Aber auch dank einer weltweit intensivierten und vernetzten Forschung sind die zeit intensiven Hürden der Entwicklung im Labor vielerorts bereits genommen: Kein halbes Jahr nach der erstmaligen Beschreibung des neuen Virus listet die Weltgesundheitsorganisation (WHO) über 100 in Entwicklung befindliche Impfstoffe auf. Davon befinden sich bereits zehn in der klinischen Erprobung am Menschen – die meisten in Phase 1, aber manche auch bereits an der Schwelle zur Phase 2.
Unterschiedliche Technologien – ein Ziel
Diese Forschungsvorhaben unterscheiden sich in der Art des entwickelten Impfstoffs. Manche arbeiten mit bekannten Technologien und verwenden abgetötete oder abgeschwächte Coronaviren, andere verwenden Teile der Eiweißhülle des Virus. Es kommen auch neue Gen-basierte Technologien zur Anwendung.

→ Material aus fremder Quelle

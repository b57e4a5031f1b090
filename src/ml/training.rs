//! Training pipeline for the visitor models

use std::collections::BTreeMap;

use chrono::NaiveDate;
use ndarray::{Array2, Axis};
use serde::Serialize;

use crate::config::ModelConfig;
use crate::error::{Result, ZooError};
use crate::traits::Clock;
use crate::visitors::{self, ClassLabel, ClassThresholds, VisitorRecord};
use crate::weather::WeatherRecord;

use super::features::{FeatureVectorizer, PredictorSchema};
use super::metrics::{self, ClassifierScores, RegressionScores};
use super::model::{ClassifierBuilder, ModelKind, RegressorBuilder, VisitorClassifier, VisitorRegressor};
use super::persistence::{FittedModel, PersistedModel};

/// Settings for a training run
#[derive(Debug, Clone)]
pub struct TrainingOptions {
    /// Cross-validation folds; 0 skips estimation
    pub folds: usize,
    pub ridge_penalty: f64,
    pub classifier_alpha: f64,
    pub max_iterations: u64,
    pub schema: PredictorSchema,
}

impl Default for TrainingOptions {
    fn default() -> Self {
        Self::from(&ModelConfig::default())
    }
}

impl From<&ModelConfig> for TrainingOptions {
    fn from(config: &ModelConfig) -> Self {
        Self {
            folds: config.cv_folds,
            ridge_penalty: config.ridge_penalty,
            classifier_alpha: config.classifier_alpha,
            max_iterations: config.max_iterations,
            schema: PredictorSchema::default(),
        }
    }
}

/// Weather and visitor rows joined by date, ready for fitting.
#[derive(Debug, Clone)]
pub struct TrainingSet {
    pub dates: Vec<NaiveDate>,
    pub features: Array2<f64>,
    pub visitor_counts: Vec<f64>,
    pub visitor_classes: Vec<ClassLabel>,
    /// Counts divided by their weekday mean; diagnostic only
    pub normalized_visitors: Vec<f64>,
}

impl TrainingSet {
    pub fn len(&self) -> usize {
        self.dates.len()
    }

    pub fn is_empty(&self) -> bool {
        self.dates.is_empty()
    }
}

/// Summary of a training run, printed by the `train` command
#[derive(Debug, Clone, Serialize)]
pub struct TrainingReport {
    pub rows: usize,
    pub unmatched_weather: usize,
    pub unmatched_visitors: usize,
    pub class_counts: BTreeMap<ClassLabel, usize>,
    pub classifier_scores: Option<ClassifierScores>,
    pub regression_scores: Option<RegressionScores>,
}

/// Result of a training run
#[derive(Debug)]
pub struct TrainingResult {
    pub classifier: PersistedModel,
    pub regressor: PersistedModel,
    pub report: TrainingReport,
}

/// Fits the classifier and regressor on historical data.
pub struct ModelBuilder {
    data: TrainingSet,
    options: TrainingOptions,
    class_counts: BTreeMap<ClassLabel, usize>,
    unmatched_weather: usize,
    unmatched_visitors: usize,
}

impl ModelBuilder {
    /// Clean and join the historical data.
    ///
    /// Visitor classes are re-derived from the counts with `classes`. Dates
    /// present on only one side are dropped.
    pub fn new(
        weather: &[WeatherRecord],
        visitor_records: &[VisitorRecord],
        classes: &ClassThresholds,
        options: TrainingOptions,
    ) -> Result<Self> {
        options.schema.validate()?;

        let mut weather_by_date: BTreeMap<NaiveDate, WeatherRecord> = BTreeMap::new();
        for record in weather {
            if weather_by_date.insert(record.date, record.cleaned()).is_some() {
                tracing::warn!("Duplicate weather record for {}, keeping the last", record.date);
            }
        }

        let mut visitors_by_date: BTreeMap<NaiveDate, VisitorRecord> = BTreeMap::new();
        for record in visitor_records {
            let record = VisitorRecord::new(record.date, record.visitor_count, classes);
            if let Some(previous) = visitors_by_date.insert(record.date, record) {
                tracing::warn!("Duplicate visitor count for {}, keeping the last", previous.date);
            }
        }

        let mut joined_weather = Vec::new();
        let mut joined_visitors = Vec::new();
        for (date, visitor) in &visitors_by_date {
            if let Some(w) = weather_by_date.get(date) {
                joined_weather.push(w.clone());
                joined_visitors.push(visitor.clone());
            }
        }

        let rows = joined_visitors.len();
        let unmatched_weather = weather_by_date.len() - rows;
        let unmatched_visitors = visitors_by_date.len() - rows;
        tracing::info!(
            "Joined {} rows ({} weather-only and {} visitor-only dates dropped)",
            rows,
            unmatched_weather,
            unmatched_visitors
        );

        if rows == 0 {
            return Err(ZooError::TrainingData {
                rows,
                folds: options.folds,
            });
        }

        let mut class_counts: BTreeMap<ClassLabel, usize> =
            classes.labels().into_iter().map(|l| (l, 0)).collect();
        for v in &joined_visitors {
            *class_counts.entry(v.visitor_class()).or_insert(0) += 1;
        }
        for (label, count) in &class_counts {
            if *count == 0 {
                tracing::warn!(
                    "Visitor class {} has no training examples; the classifier will never predict it",
                    label
                );
            }
        }

        let features = FeatureVectorizer::new(options.schema.clone()).vectorize(&joined_weather)?;

        let data = TrainingSet {
            dates: joined_visitors.iter().map(|v| v.date).collect(),
            features,
            visitor_counts: joined_visitors
                .iter()
                .map(|v| f64::from(v.visitor_count))
                .collect(),
            visitor_classes: joined_visitors.iter().map(|v| v.visitor_class()).collect(),
            normalized_visitors: visitors::normalized_by_weekday(&joined_visitors),
        };

        Ok(Self {
            data,
            options,
            class_counts,
            unmatched_weather,
            unmatched_visitors,
        })
    }

    pub fn data(&self) -> &TrainingSet {
        &self.data
    }

    pub fn class_counts(&self) -> &BTreeMap<ClassLabel, usize> {
        &self.class_counts
    }

    fn classifier_builder(&self) -> ClassifierBuilder {
        ClassifierBuilder::new()
            .alpha(self.options.classifier_alpha)
            .max_iterations(self.options.max_iterations)
    }

    fn regressor_builder(&self) -> RegressorBuilder {
        RegressorBuilder::new().ridge_penalty(self.options.ridge_penalty)
    }

    fn folds(&self) -> Result<Option<Vec<metrics::Fold>>> {
        let folds = self.options.folds;
        let rows = self.data.len();
        if folds == 0 {
            return Ok(None);
        }
        // A single fold leaves nothing to train on
        if folds == 1 || rows < folds {
            return Err(ZooError::TrainingData { rows, folds });
        }
        Ok(Some(metrics::k_fold(rows, folds)))
    }

    /// Fit the classifier, with per-fold accuracy when folds > 0.
    pub fn build_classifier(&self) -> Result<(VisitorClassifier, Option<ClassifierScores>)> {
        let schema = &self.options.schema;
        let builder = self.classifier_builder();

        let scores = match self.folds()? {
            None => None,
            Some(folds) => {
                let mut scores = ClassifierScores::default();
                for fold in folds {
                    let x_train = self.data.features.select(Axis(0), &fold.train);
                    let y_train: Vec<ClassLabel> =
                        fold.train.iter().map(|i| self.data.visitor_classes[*i]).collect();
                    let model = builder.fit(schema, &x_train, &y_train)?;

                    let x_test = self.data.features.select(Axis(0), &fold.test);
                    let y_test: Vec<ClassLabel> =
                        fold.test.iter().map(|i| self.data.visitor_classes[*i]).collect();
                    let predicted = model.predict_matrix(&x_test)?;
                    scores
                        .accuracy
                        .push(metrics::accuracy(&predicted, &y_test).unwrap_or(0.0));
                }
                tracing::info!(
                    "Classifier cross-validation accuracy: {:.3} over {} folds",
                    scores.mean_accuracy(),
                    scores.accuracy.len()
                );
                Some(scores)
            }
        };

        let model = builder.fit(schema, &self.data.features, &self.data.visitor_classes)?;
        Ok((model, scores))
    }

    /// Fit the regressor, with per-fold error metrics when folds > 0.
    pub fn build_regressor(&self) -> Result<(VisitorRegressor, Option<RegressionScores>)> {
        let schema = &self.options.schema;
        let builder = self.regressor_builder();

        let scores = match self.folds()? {
            None => None,
            Some(folds) => {
                let mut scores = RegressionScores::default();
                for fold in folds {
                    let x_train = self.data.features.select(Axis(0), &fold.train);
                    let y_train: Vec<f64> =
                        fold.train.iter().map(|i| self.data.visitor_counts[*i]).collect();
                    let model = builder.fit(schema, &x_train, &y_train)?;

                    let x_test = self.data.features.select(Axis(0), &fold.test);
                    let y_test: Vec<f64> =
                        fold.test.iter().map(|i| self.data.visitor_counts[*i]).collect();
                    let predicted = model.predict_matrix(&x_test)?;

                    // Folds are never empty, so the metrics are always defined
                    if let (Some(mae), Some(mse), Some(median)) = (
                        metrics::mean_absolute_error(&predicted, &y_test),
                        metrics::mean_squared_error(&predicted, &y_test),
                        metrics::median_absolute_error(&predicted, &y_test),
                    ) {
                        scores.mean_absolute_error.push(mae);
                        scores.mean_squared_error.push(mse);
                        scores.median_absolute_error.push(median);
                    }
                }
                tracing::info!(
                    "Regressor cross-validation: MAE {:.1}, MSE {:.1}, median AE {:.1}",
                    scores.mean_mae(),
                    scores.mean_mse(),
                    scores.mean_median_ae()
                );
                Some(scores)
            }
        };

        let model = builder.fit(schema, &self.data.features, &self.data.visitor_counts)?;
        Ok((model, scores))
    }

    /// Build both models and wrap them for persistence.
    pub fn train<C: Clock>(&self, clock: &C) -> Result<TrainingResult> {
        let (classifier, classifier_scores) = self.build_classifier()?;
        let (regressor, regression_scores) = self.build_regressor()?;

        let trained_at = clock.now_utc();
        let stamp = trained_at.format("%Y-%m-%dT%H:%M:%SZ");
        let samples = self.data.len();

        Ok(TrainingResult {
            classifier: PersistedModel::new(
                format!("{} {}", ModelKind::Classifier, stamp),
                trained_at,
                samples,
                FittedModel::Classifier(classifier),
            ),
            regressor: PersistedModel::new(
                format!("{} {}", ModelKind::Regressor, stamp),
                trained_at,
                samples,
                FittedModel::Regressor(regressor),
            ),
            report: TrainingReport {
                rows: samples,
                unmatched_weather: self.unmatched_weather,
                unmatched_visitors: self.unmatched_visitors,
                class_counts: self.class_counts.clone(),
                classifier_scores,
                regression_scores,
            },
        })
    }
}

Dabei wird Erbinformation des Virus in die Körperzellen geschleust. Allen diesen Strategien ist gemeinsam, dass das körpereigene Immunsystem aktiviert werden soll. Im Idealfall führt dies zu einem dauerhaften Abwehrschutz.
Noch ist unklar, welche Strategie sich als erfolgreich herausstellen wird. Aus wissenschaftlicher Sicht ist es jedenfalls ebenso wie aus Perspektive der Versorgung sinnvoll, verschiedene Impfstoffkandidaten zu erproben. Durch eine diversifizierte Entwicklung und Produktion kann einer möglichen Monopolisierung des Impfstoffs vorgebeugt und die Risiken für Produktionsengpässe verringert werden. Auch stünden dadurch verschiedene Präparate für Personen mit fehlender Immunität zur Verfügung, sodass bei einer ausbleibenden Immunantwort alternative Impfstoffe zur Anwendung kommen könnten.
Die meisten Experten rechnen trotz vieler Hürden spätestens im nächsten Jahr mit einem oder mehreren Impfstoff en. Die weltweiten Produktionskapazitäten müssen dafür aller Voraussicht nach in einem bisher nicht dagewesenen Maße hochgefahren werden. Mehrere große Pharmafirmen haben angekündigt, auch durch Kooperationen ihre Kapazitäten entsprechend anpassen und dadurch jeweils etwa eine Milliarde Impfdosen pro Jahr liefern zu können. Jedoch gehen einschlägige Projektionen und Experten von zumindest anfänglich nicht ausreichenden Kapazitäten aus. Dadurch wird deutlich, dass die Herausforderungen, die die Covid-19-Pandemie an die globale Gesellschaft stellt, mit der Entwicklung und Produktion eines wirksamen Impfstoffs nicht schlagartig verschwinden werden.